YOUR ASSIGNMENT: Say the data back exactly as it is written below.

%%

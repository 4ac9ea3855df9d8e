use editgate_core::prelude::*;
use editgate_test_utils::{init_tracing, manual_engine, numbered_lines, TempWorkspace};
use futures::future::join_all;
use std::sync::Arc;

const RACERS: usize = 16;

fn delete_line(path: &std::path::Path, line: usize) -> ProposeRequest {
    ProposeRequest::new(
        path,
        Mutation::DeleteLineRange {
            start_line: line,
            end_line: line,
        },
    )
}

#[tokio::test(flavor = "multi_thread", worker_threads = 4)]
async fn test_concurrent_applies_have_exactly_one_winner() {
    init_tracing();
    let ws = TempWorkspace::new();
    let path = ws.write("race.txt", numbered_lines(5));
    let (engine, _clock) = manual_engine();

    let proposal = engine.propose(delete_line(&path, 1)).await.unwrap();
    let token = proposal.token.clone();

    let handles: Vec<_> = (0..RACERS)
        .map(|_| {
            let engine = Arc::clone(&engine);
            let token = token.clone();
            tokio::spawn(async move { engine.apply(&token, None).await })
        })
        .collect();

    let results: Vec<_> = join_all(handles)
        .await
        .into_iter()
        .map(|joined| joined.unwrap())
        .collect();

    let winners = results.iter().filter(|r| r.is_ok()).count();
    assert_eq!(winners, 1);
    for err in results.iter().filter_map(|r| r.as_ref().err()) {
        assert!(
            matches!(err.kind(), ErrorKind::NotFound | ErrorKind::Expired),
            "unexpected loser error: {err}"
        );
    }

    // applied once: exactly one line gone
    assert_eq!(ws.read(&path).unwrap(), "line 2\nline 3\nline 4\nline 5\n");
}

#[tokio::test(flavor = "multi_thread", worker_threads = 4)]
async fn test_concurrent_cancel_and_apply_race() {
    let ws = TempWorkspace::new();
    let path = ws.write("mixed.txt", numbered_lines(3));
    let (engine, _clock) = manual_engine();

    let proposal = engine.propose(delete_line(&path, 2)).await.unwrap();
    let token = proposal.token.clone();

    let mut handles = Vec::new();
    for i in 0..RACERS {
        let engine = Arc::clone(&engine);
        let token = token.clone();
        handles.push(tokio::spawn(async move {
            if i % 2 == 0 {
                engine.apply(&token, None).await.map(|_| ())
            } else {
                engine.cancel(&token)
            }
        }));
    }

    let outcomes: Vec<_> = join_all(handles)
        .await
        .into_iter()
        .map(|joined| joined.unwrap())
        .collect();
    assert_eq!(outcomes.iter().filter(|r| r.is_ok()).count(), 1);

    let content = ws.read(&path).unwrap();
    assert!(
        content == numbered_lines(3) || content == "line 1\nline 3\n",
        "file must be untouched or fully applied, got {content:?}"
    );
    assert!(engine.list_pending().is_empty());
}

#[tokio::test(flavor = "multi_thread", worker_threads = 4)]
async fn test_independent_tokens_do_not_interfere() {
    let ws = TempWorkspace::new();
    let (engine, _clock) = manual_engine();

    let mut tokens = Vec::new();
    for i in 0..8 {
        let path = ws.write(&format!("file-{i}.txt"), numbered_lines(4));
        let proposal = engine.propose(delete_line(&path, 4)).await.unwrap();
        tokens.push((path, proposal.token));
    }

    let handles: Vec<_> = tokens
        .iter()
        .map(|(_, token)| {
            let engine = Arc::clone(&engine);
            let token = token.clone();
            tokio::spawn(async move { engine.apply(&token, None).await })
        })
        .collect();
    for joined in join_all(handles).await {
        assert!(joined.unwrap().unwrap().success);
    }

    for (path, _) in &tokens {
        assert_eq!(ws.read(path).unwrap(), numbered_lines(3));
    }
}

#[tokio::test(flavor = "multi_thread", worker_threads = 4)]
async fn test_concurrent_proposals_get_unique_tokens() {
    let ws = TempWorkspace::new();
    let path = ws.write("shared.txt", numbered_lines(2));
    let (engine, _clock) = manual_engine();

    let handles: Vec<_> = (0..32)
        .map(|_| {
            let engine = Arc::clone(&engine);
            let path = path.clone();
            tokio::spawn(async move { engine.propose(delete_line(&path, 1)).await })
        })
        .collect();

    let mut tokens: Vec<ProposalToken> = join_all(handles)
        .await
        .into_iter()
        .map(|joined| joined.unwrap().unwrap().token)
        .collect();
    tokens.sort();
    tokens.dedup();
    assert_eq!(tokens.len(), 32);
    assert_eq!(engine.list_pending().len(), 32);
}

%%

TASK RESPONSE:
repository 4ac9ea3855df9d8e
use editgate_core::prelude::*;
use editgate_test_utils::{init_tracing, manual_engine, numbered_lines, TempWorkspace};
use futures::future::join_all;
use std::sync::Arc;

const RACERS: usize = 16;

fn delete_line(path: &std::path::Path, line: usize) -> ProposeRequest {
    ProposeRequest::new(
        path,
        Mutation::DeleteLineRange {
            start_line: line,
            end_line: line,
        },
    )
}

#[tokio::test(flavor = "multi_thread", worker_threads = 4)]
async fn test_concurrent_applies_have_exactly_one_winner() {
    init_tracing();
    let ws = TempWorkspace::new();
    let path = ws.write("race.txt", numbered_lines(5));
    let (engine, _clock) = manual_engine();

    let proposal = engine.propose(delete_line(&path, 1)).await.unwrap();
    let token = proposal.token.clone();

    let handles: Vec<_> = (0..RACERS)
        .map(|_| {
            let engine = Arc::clone(&engine);
            let token = token.clone();
            tokio::spawn(async move { engine.apply(&token, None).await })
        })
        .collect();

    let results: Vec<_> = join_all(handles)
        .await
        .into_iter()
        .map(|joined| joined.unwrap())
        .collect();

    let winners = results.iter().filter(|r| r.is_ok()).count();
    assert_eq!(winners, 1);
    for err in results.iter().filter_map(|r| r.as_ref().err()) {
        assert!(
            matches!(err.kind(), ErrorKind::NotFound | ErrorKind::Expired),
            "unexpected loser error: {err}"
        );
    }

    // applied once: exactly one line gone
    assert_eq!(ws.read(&path).unwrap(), "line 2\nline 3\nline 4\nline 5\n");
}

#[tokio::test(flavor = "multi_thread", worker_threads = 4)]
async fn test_concurrent_cancel_and_apply_race() {
    let ws = TempWorkspace::new();
    let path = ws.write("mixed.txt", numbered_lines(3));
    let (engine, _clock) = manual_engine();

    let proposal = engine.propose(delete_line(&path, 2)).await.unwrap();
    let token = proposal.token.clone();

    let mut handles = Vec::new();
    for i in 0..RACERS {
        let engine = Arc::clone(&engine);
        let token = token.clone();
        handles.push(tokio::spawn(async move {
            if i % 2 == 0 {
                engine.apply(&token, None).await.map(|_| ())
            } else {
                engine.cancel(&token)
            }
        }));
    }

    let outcomes: Vec<_> = join_all(handles)
        .await
        .into_iter()
        .map(|joined| joined.unwrap())
        .collect();
    assert_eq!(outcomes.iter().filter(|r| r.is_ok()).count(), 1);

    let content = ws.read(&path).unwrap();
    assert!(
        content == numbered_lines(3) || content == "line 1\nline 3\n",
        "file must be untouched or fully applied, got {content:?}"
    );
    assert!(engine.list_pending().is_empty());
}

#[tokio::test(flavor = "multi_thread", worker_threads = 4)]
async fn test_independent_tokens_do_not_interfere() {
    let ws = TempWorkspace::new();
    let (engine, _clock) = manual_engine();

    let mut tokens = Vec::new();
    for i in 0..8 {
        let path = ws.write(&format!("file-{i}.txt"), numbered_lines(4));
        let proposal = engine.propose(delete_line(&path, 4)).await.unwrap();
        tokens.push((path, proposal.token));
    }

    let handles: Vec<_> = tokens
        .iter()
        .map(|(_, token)| {
            let engine = Arc::clone(&engine);
            let token = token.clone();
            tokio::spawn(async move { engine.apply(&token, None).await })
        })
        .collect();
    for joined in join_all(handles).await {
        assert!(joined.unwrap().unwrap().success);
    }

    for (path, _) in &tokens {
        assert_eq!(ws.read(path).unwrap(), numbered_lines(3));
    }
}

#[tokio::test(flavor = "multi_thread", worker_threads = 4)]
async fn test_concurrent_proposals_get_unique_tokens() {
    let ws = TempWorkspace::new();
    let path = ws.write("shared.txt", numbered_lines(2));
    let (engine, _clock) = manual_engine();

    let handles: Vec<_> = (0..32)
        .map(|_| {
            let engine = Arc::clone(&engine);
            let path = path.clone();
            tokio::spawn(async move { engine.propose(delete_line(&path, 1)).await })
        })
        .collect();

    let mut tokens: Vec<ProposalToken> = join_all(handles)
        .await
        .into_iter()
        .map(|joined| joined.unwrap().unwrap().token)
        .collect();
    tokens.sort();
    tokens.dedup();
    assert_eq!(tokens.len(), 32);
    assert_eq!(engine.list_pending().len(), 32);
}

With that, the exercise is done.